ZipMap: Linear-Time Stateful 3D Reconstruction with Test-Time Training
Professional Abstract
"The paper presents ZipMap, an innovative stateful feed-forward model designed to address the computational inefficiencies associated with existing state-of-the-art 3D vision methods, particularly those that scale quadratically with the number of input images. Traditional models like VGGT and $π^3$ have demonstrated impressive results in 3D reconstruction but suffer from significant computational costs, making them impractical for large-scale image collections. In contrast, ZipMap leverages a linear-time approach that not only reduces computational overhead but also maintains or exceeds the accuracy of its quadratic-time counterparts. The authors introduce a novel mechanism involving test-time training layers that facilitate the compression of an entire image collection into a compact hidden scene state during a single forward pass.
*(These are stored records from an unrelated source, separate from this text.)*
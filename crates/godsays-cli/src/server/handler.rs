//! Request handlers for the three HTTP endpoints.
//!
//! - `GET /`: plain-text phrase
//! - `GET /json`: `{"god_says": "<phrase>"}`
//! - `GET /health`: status, corpus size and uptime
//!
//! `/` and `/json` accept an optional `amount` query parameter validated the
//! same way as the CLI flag. Without it the generator's stored default is
//! used. When `amount` is repeated only the first occurrence counts.

use std::sync::Arc;
use std::time::{Duration, Instant};

use axum::{
    extract::{Query, State},
    http::{StatusCode, header},
    response::{IntoResponse, Response},
};
use godsays::{PhraseSource, parse_amount};
use serde::{Deserialize, Serialize};

use crate::server::error::ApiError;

const NO_STORE: &str = "no-cache, no-store, must-revalidate";
const NO_CACHE: &str = "no-cache";
const TEXT_PLAIN: &str = "text/plain; charset=utf-8";
const APPLICATION_JSON: &str = "application/json";

/// Shared state handed to every handler.
#[derive(Clone)]
pub struct AppState {
    generator: Arc<dyn PhraseSource>,
    started_at: Instant,
}

impl AppState {
    pub fn new(generator: Arc<dyn PhraseSource>) -> Self {
        Self {
            generator,
            started_at: Instant::now(),
        }
    }
}

/// Query pairs in request order. Kept as a list so a repeated `amount` does
/// not fail deserialization.
pub type QueryPairs = Vec<(String, String)>;

#[derive(Debug, Serialize, Deserialize)]
pub struct GodResponse {
    pub god_says: String,
}

#[derive(Debug, Serialize, Deserialize)]
pub struct HealthResponse {
    pub status: String,
    pub words_count: usize,
    pub uptime: String,
}

/// `GET /`
pub async fn speak_text(
    State(state): State<AppState>,
    Query(query): Query<QueryPairs>,
) -> Result<Response, ApiError> {
    let message = generate(&state, requested_amount(&query)?)?;
    Ok((
        [
            (header::CONTENT_TYPE, TEXT_PLAIN),
            (header::CACHE_CONTROL, NO_STORE),
        ],
        message,
    )
        .into_response())
}

/// `GET /json`
pub async fn speak_json(
    State(state): State<AppState>,
    Query(query): Query<QueryPairs>,
) -> Result<Response, ApiError> {
    let god_says = generate(&state, requested_amount(&query)?)?;
    json_response(&GodResponse { god_says }, NO_STORE)
}

/// `GET /health`
pub async fn health(State(state): State<AppState>) -> Result<Response, ApiError> {
    let body = HealthResponse {
        status: "ok".to_string(),
        words_count: state.generator.words_count(),
        uptime: format_uptime(state.started_at.elapsed()),
    };
    json_response(&body, NO_CACHE)
}

/// Reads the first `amount` query parameter. A missing or empty value means
/// "use the stored default".
fn requested_amount(query: &[(String, String)]) -> Result<Option<usize>, ApiError> {
    let amount = query
        .iter()
        .find(|(key, _)| key == "amount")
        .map(|(_, value)| value.trim());
    match amount {
        None | Some("") => Ok(None),
        Some(raw) => parse_amount(raw)
            .map(Some)
            .map_err(ApiError::InvalidParameter),
    }
}

fn generate(state: &AppState, amount: Option<usize>) -> Result<String, ApiError> {
    let message = match amount {
        None => state.generator.speak(),
        Some(amount) => {
            #[allow(clippy::cast_possible_wrap)]
            let amount = amount as i64;
            state
                .generator
                .speak_with_amount(amount)
                .map_err(ApiError::Generation)?
        }
    };

    if message.is_empty() {
        return Err(ApiError::EmptyMessage);
    }
    Ok(message)
}

fn json_response<T: Serialize>(body: &T, cache_control: &'static str) -> Result<Response, ApiError> {
    let bytes = serde_json::to_vec(body).map_err(ApiError::Encoding)?;
    Ok((
        StatusCode::OK,
        [
            (header::CONTENT_TYPE, APPLICATION_JSON),
            (header::CACHE_CONTROL, cache_control),
        ],
        bytes,
    )
        .into_response())
}

/// Renders an uptime rounded to whole seconds, e.g. `1h2m3s`, `4m0s`, `12s`.
pub fn format_uptime(uptime: Duration) -> String {
    let secs = (uptime.as_millis() + 500) / 1000;
    let (hours, minutes, seconds) = (secs / 3600, secs % 3600 / 60, secs % 60);
    if hours > 0 {
        format!("{hours}h{minutes}m{seconds}s")
    } else if minutes > 0 {
        format!("{minutes}m{seconds}s")
    } else {
        format!("{seconds}s")
    }
}
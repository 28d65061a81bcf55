//! HTTP front end for the phrase generator.
//!
//! ## Structure
//!
//! - [`handler`]: the three endpoints and their response types.
//! - [`middleware`]: CORS, security headers, and the request timeout.
//! - [`error`]: JSON error responses.
//!
//! Layers are applied outermost first: request tracing, security headers,
//! CORS, then the per-request timeout closest to the handlers.

pub mod error;
pub mod handler;
pub mod middleware;

use std::sync::Arc;
use std::time::Duration;

use anyhow::Context;
use axum::{Router, routing::get};
use godsays::PhraseSource;
use tokio::net::TcpListener;
use tokio::signal;
use tokio_util::sync::CancellationToken;
use tower::ServiceBuilder;
use tower_http::{
    LatencyUnit,
    trace::{DefaultMakeSpan, DefaultOnResponse, TraceLayer},
};
use tracing::Level;

use crate::config::ServerConfig;
use handler::AppState;

/// Builds the application router around `generator`.
pub fn router(generator: Arc<dyn PhraseSource>, request_timeout: Duration) -> Router {
    let security_headers = ServiceBuilder::new()
        .layer(middleware::content_type_options())
        .layer(middleware::frame_options())
        .layer(middleware::xss_protection())
        .layer(middleware::referrer_policy());

    Router::new()
        .route("/", get(handler::speak_text))
        .route("/json", get(handler::speak_json))
        .route("/health", get(handler::health))
        .layer(axum::middleware::from_fn_with_state(
            request_timeout,
            middleware::timeout,
        ))
        .layer(middleware::cors())
        .layer(security_headers)
        .layer(
            TraceLayer::new_for_http()
                .make_span_with(DefaultMakeSpan::new().level(Level::INFO))
                .on_response(
                    DefaultOnResponse::new()
                        .level(Level::INFO)
                        .latency_unit(LatencyUnit::Micros),
                ),
        )
        .with_state(AppState::new(generator))
}

/// Binds `config.server_addr` and serves until Ctrl+C or SIGTERM.
///
/// After a signal, in-flight requests get `config.shutdown_timeout` to finish
/// before the server is abandoned.
pub async fn run(config: ServerConfig, generator: Arc<dyn PhraseSource>) -> anyhow::Result<()> {
    let listener = TcpListener::bind(&config.server_addr)
        .await
        .with_context(|| format!("failed to bind {}", config.server_addr))?;
    log_startup_info(&listener, &config, generator.as_ref());

    let app = router(generator, config.request_timeout);
    let shutdown_token = CancellationToken::new();
    let mut server = tokio::spawn({
        let token = shutdown_token.clone();
        async move {
            axum::serve(listener, app)
                .with_graceful_shutdown(token.cancelled_owned())
                .await
        }
    });

    tokio::select! {
        res = &mut server => {
            // The server only stops on its own if something went wrong.
            res.context("server task panicked")?
                .context("server stopped unexpectedly")?;
            return Ok(());
        }
        () = shutdown_signal() => {}
    }

    tracing::info!("Shutdown signal received, terminating gracefully...");
    shutdown_token.cancel();

    match tokio::time::timeout(config.shutdown_timeout, server).await {
        Ok(res) => {
            res.context("server task panicked")??;
            tracing::info!("Server gracefully stopped");
        }
        Err(_) => {
            tracing::warn!(
                "Server forced to shutdown after {:?}",
                config.shutdown_timeout
            );
        }
    }
    Ok(())
}

fn log_startup_info(listener: &TcpListener, config: &ServerConfig, generator: &dyn PhraseSource) {
    let addr = listener
        .local_addr()
        .map_or_else(|_| config.server_addr.clone(), |addr| addr.to_string());

    if cfg!(debug_assertions) {
        tracing::info!("Starting God Says HTTP server on {addr} with config: {config:#?}");
    } else {
        tracing::info!("Starting God Says HTTP server on {addr}");
    }
    tracing::info!(
        words = generator.words_count(),
        default_amount = generator.amount(),
        "Wordlist loaded"
    );
    tracing::info!("Endpoints:");
    tracing::info!("  GET /        - Plain text response");
    tracing::info!("  GET /json    - JSON response");
    tracing::info!("  GET /health  - Health check");
}

async fn shutdown_signal() {
    #[cfg(unix)]
    let terminate = async {
        match signal::unix::signal(signal::unix::SignalKind::terminate()) {
            Ok(mut stream) => {
                stream.recv().await;
            }
            Err(e) => {
                tracing::error!("Failed to install SIGTERM handler: {e}");
                std::future::pending::<()>().await;
            }
        }
    };

    #[cfg(not(unix))]
    let terminate = std::future::pending::<()>();

    let ctrl_c = async {
        if let Err(e) = signal::ctrl_c().await {
            tracing::error!("Failed to install Ctrl+C handler: {e}");
            std::future::pending::<()>().await;
        }
    };

    tokio::select! {
        () = ctrl_c => tracing::info!("Received Ctrl+C signal"),
        () = terminate => tracing::info!("Received SIGTERM signal"),
    }
}
use anyhow::bail;
use clap::Parser;
use godsays::{DEFAULT_AMOUNT, MAX_AMOUNT, MIN_AMOUNT, parse_amount};
use std::ffi::OsString;
use std::time::Duration;

/// Long flags that may also be spelled with a single dash (`-amount 5`).
const LONG_FLAGS: &[&str] = &[
    "amount",
    "help",
    "host",
    "http",
    "port",
    "request-timeout",
    "shutdown-timeout",
    "version",
];

const EXAMPLES: &str = "\
Examples:
  godsays                      # Generate 32 words (default)
  godsays -amount 10           # Generate 10 words
  godsays -amount 100          # Generate 100 words

HTTP server:
  godsays -http                # Serve on 127.0.0.1:3333
  godsays -http -host 0.0.0.0  # Serve on all interfaces
  godsays -http -port 8080     # Serve on port 8080";

/// Command line arguments for the `godsays` binary.
///
/// Without `--http` the binary prints one phrase and exits. With it, the same
/// generator is served over HTTP until the process receives Ctrl+C or
/// SIGTERM. Server settings may also come from the environment or a `.env`
/// file.
#[derive(Parser, Debug, Clone)]
#[command(
    name = "godsays",
    version,
    about = "Rust port of Terry Davis' \"god says\" program from TempleOS.\n\
             Generates random words from the Happy wordlist.",
    after_help = EXAMPLES
)]
pub struct CliArgs {
    /// Number of words to generate (1 - 1000).
    ///
    /// In server mode this becomes the default for requests that do not pass
    /// an `amount` query parameter.
    #[arg(
        long,
        env = "GODSAYS_AMOUNT",
        default_value_t = DEFAULT_AMOUNT,
        value_parser = parse_amount,
        allow_hyphen_values = true
    )]
    pub amount: usize,

    /// Start an HTTP server instead of printing a single phrase.
    #[arg(long, default_value_t = false)]
    pub http: bool,

    /// Host the HTTP server binds to.
    ///
    /// Environment variable: `GODSAYS_HOST`
    #[arg(long, env = "GODSAYS_HOST", default_value_t = String::from("127.0.0.1"))]
    pub host: String,

    /// Port the HTTP server listens on.
    ///
    /// Environment variable: `GODSAYS_PORT`
    #[arg(long, env = "GODSAYS_PORT", default_value_t = 3333)]
    pub port: u16,

    /// Seconds a single request may take before it is answered with 503.
    ///
    /// Environment variable: `GODSAYS_REQUEST_TIMEOUT`
    #[arg(long, env = "GODSAYS_REQUEST_TIMEOUT", default_value_t = 30)]
    pub request_timeout: u64,

    /// Seconds to wait for in-flight requests after a shutdown signal.
    ///
    /// Environment variable: `GODSAYS_SHUTDOWN_TIMEOUT`
    #[arg(long, env = "GODSAYS_SHUTDOWN_TIMEOUT", default_value_t = 30)]
    pub shutdown_timeout: u64,
}

/// What the binary should do once arguments are validated.
#[derive(Debug, Clone, PartialEq, Eq)]
pub enum Mode {
    /// Print one phrase to stdout.
    Print,
    /// Serve phrases over HTTP.
    Serve(ServerConfig),
}

#[derive(Debug, Clone, PartialEq, Eq)]
pub struct Config {
    pub amount: usize,
    pub mode: Mode,
}

#[derive(Debug, Clone, PartialEq, Eq)]
pub struct ServerConfig {
    pub server_addr: String,
    pub request_timeout: Duration,
    pub shutdown_timeout: Duration,
}

impl TryFrom<CliArgs> for Config {
    type Error = anyhow::Error;

    fn try_from(args: CliArgs) -> Result<Self, Self::Error> {
        // clap already ran `parse_amount`, but the value may have been built
        // by hand.
        if !(MIN_AMOUNT..=MAX_AMOUNT).contains(&args.amount) {
            bail!("amount must be between {MIN_AMOUNT} and {MAX_AMOUNT}");
        }

        if !args.http {
            return Ok(Self {
                amount: args.amount,
                mode: Mode::Print,
            });
        }

        if args.host.trim().is_empty() {
            bail!("GODSAYS_HOST must not be empty");
        }
        if args.request_timeout == 0 {
            bail!("GODSAYS_REQUEST_TIMEOUT must be greater than 0");
        }
        if args.shutdown_timeout == 0 {
            bail!("GODSAYS_SHUTDOWN_TIMEOUT must be greater than 0");
        }

        Ok(Self {
            amount: args.amount,
            mode: Mode::Serve(ServerConfig {
                server_addr: join_host_port(args.host.trim(), args.port),
                request_timeout: Duration::from_secs(args.request_timeout),
                shutdown_timeout: Duration::from_secs(args.shutdown_timeout),
            }),
        })
    }
}

fn join_host_port(host: &str, port: u16) -> String {
    if host.contains(':') && !host.starts_with('[') {
        format!("[{host}]:{port}")
    } else {
        format!("{host}:{port}")
    }
}

/// Rewrites Go-style single-dash long flags (`-amount`, `-http=true`) into
/// the double-dash form clap understands.
///
/// Only names in [`LONG_FLAGS`] are rewritten, so values such as `-1` are left
/// alone. Everything after a bare `--` is passed through untouched.
pub fn normalize_args<I, T>(args: I) -> Vec<OsString>
where
    I: IntoIterator<Item = T>,
    T: Into<OsString>,
{
    let mut passthrough = false;
    args.into_iter()
        .map(Into::into)
        .enumerate()
        .map(|(i, arg)| {
            if i == 0 || passthrough {
                return arg;
            }
            let Some(text) = arg.to_str() else {
                return arg;
            };
            if text == "--" {
                passthrough = true;
                return arg;
            }
            match text.strip_prefix('-') {
                Some(rest) if !rest.starts_with('-') => {
                    let name = rest.split_once('=').map_or(rest, |(name, _)| name);
                    if LONG_FLAGS.contains(&name) {
                        OsString::from(format!("-{text}"))
                    } else {
                        arg
                    }
                }
                _ => arg,
            }
        })
        .collect()
}
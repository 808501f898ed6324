pub mod config;
pub mod market_data;
pub mod portfolio;
pub mod snapshot;
pub mod valuation;
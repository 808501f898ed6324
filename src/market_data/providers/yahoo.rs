//! Yahoo Finance chart API quote source.
//!
//! One endpoint covers equities, FX pairs, and crypto pairs: the v8 chart
//! API returns the most recent trading day when queried with a 1-day range.
//! No API key is required, but requests without a browser-like User-Agent
//! are rejected.

use anyhow::{anyhow, Result};
use reqwest::Client;
use serde::Deserialize;

use crate::market_data::QuoteSource;

const YAHOO_BASE_URL: &str = "https://query1.finance.yahoo.com";

const USER_AGENT: &str =
    "Mozilla/5.0 (X11; Linux x86_64) AppleWebKit/537.36 (KHTML, like Gecko) Chrome/124.0 Safari/537.36";

#[derive(Debug, Deserialize)]
struct ChartEnvelope {
    chart: Chart,
}

#[derive(Debug, Deserialize)]
struct Chart {
    #[serde(default)]
    result: Option<Vec<ChartResult>>,
    #[serde(default)]
    error: Option<serde_json::Value>,
}

#[derive(Debug, Deserialize)]
struct ChartResult {
    #[serde(default)]
    meta: ChartMeta,
    #[serde(default)]
    indicators: Indicators,
}

#[derive(Debug, Default, Deserialize)]
struct ChartMeta {
    #[serde(rename = "regularMarketPrice")]
    regular_market_price: Option<f64>,
}

#[derive(Debug, Default, Deserialize)]
struct Indicators {
    #[serde(default)]
    quote: Vec<QuoteBlock>,
}

#[derive(Debug, Default, Deserialize)]
struct QuoteBlock {
    #[serde(default)]
    close: Vec<Option<f64>>,
}

/// Quote source backed by the Yahoo Finance chart API.
#[derive(Debug, Clone)]
pub struct YahooChartSource {
    client: Client,
    base_url: String,
}

impl YahooChartSource {
    /// Creates a new source with a default HTTP client.
    pub fn new() -> Self {
        Self {
            client: Client::new(),
            base_url: YAHOO_BASE_URL.to_string(),
        }
    }

    /// Creates a new source with a custom HTTP client.
    pub fn with_client(client: Client) -> Self {
        Self {
            client,
            base_url: YAHOO_BASE_URL.to_string(),
        }
    }

    /// Overrides the API base URL (used by mock-server tests).
    pub fn with_base_url(mut self, base_url: impl Into<String>) -> Self {
        self.base_url = base_url.into();
        self
    }

    /// Extract the most recent close from a chart response.
    ///
    /// The close series may contain nulls for halted sessions; the last
    /// non-null entry wins, with the meta regular market price as a final
    /// fallback for symbols that only report a live quote.
    fn latest_close(envelope: &ChartEnvelope) -> Option<f64> {
        if envelope.chart.error.is_some() {
            return None;
        }

        let result = envelope.chart.result.as_ref()?.first()?;

        let series_close = result
            .indicators
            .quote
            .iter()
            .flat_map(|block| block.close.iter().rev())
            .find_map(|close| *close);

        series_close.or(result.meta.regular_market_price)
    }
}

impl Default for YahooChartSource {
    fn default() -> Self {
        Self::new()
    }
}

#[async_trait::async_trait]
impl QuoteSource for YahooChartSource {
    async fn fetch_close(&self, symbol: &str) -> Result<Option<f64>> {
        let url = format!(
            "{}/v8/finance/chart/{}?range=1d&interval=1d",
            self.base_url, symbol
        );

        let response = self
            .client
            .get(&url)
            .header(reqwest::header::USER_AGENT, USER_AGENT)
            .send()
            .await?;

        if !response.status().is_success() {
            // Unknown symbols and symbols without recent data come back 404.
            if response.status().as_u16() == 404 {
                return Ok(None);
            }
            return Err(anyhow!(
                "Yahoo chart API returned status {} for {}",
                response.status(),
                symbol
            ));
        }

        let envelope: ChartEnvelope = response.json().await?;
        Ok(Self::latest_close(&envelope))
    }

    fn name(&self) -> &str {
        "yahoo"
    }
}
This breakthrough allows ZipMap to reconstruct over 700 frames in less than 10 seconds on a single H100 GPU, achieving a speed improvement of more than 20 times compared to VGGT. Furthermore, the paper highlights the advantages of a stateful representation, which enhances real-time scene-state querying and supports sequential streaming reconstruction. The implications of this research are significant, as they pave the way for more efficient and scalable 3D vision applications, particularly in scenarios where rapid processing of large image datasets is essential. The authors provide extensive experimental results that validate the performance of ZipMap, demonstrating its potential to revolutionize the field of 3D vision by combining speed, efficiency, and accuracy in a single framework."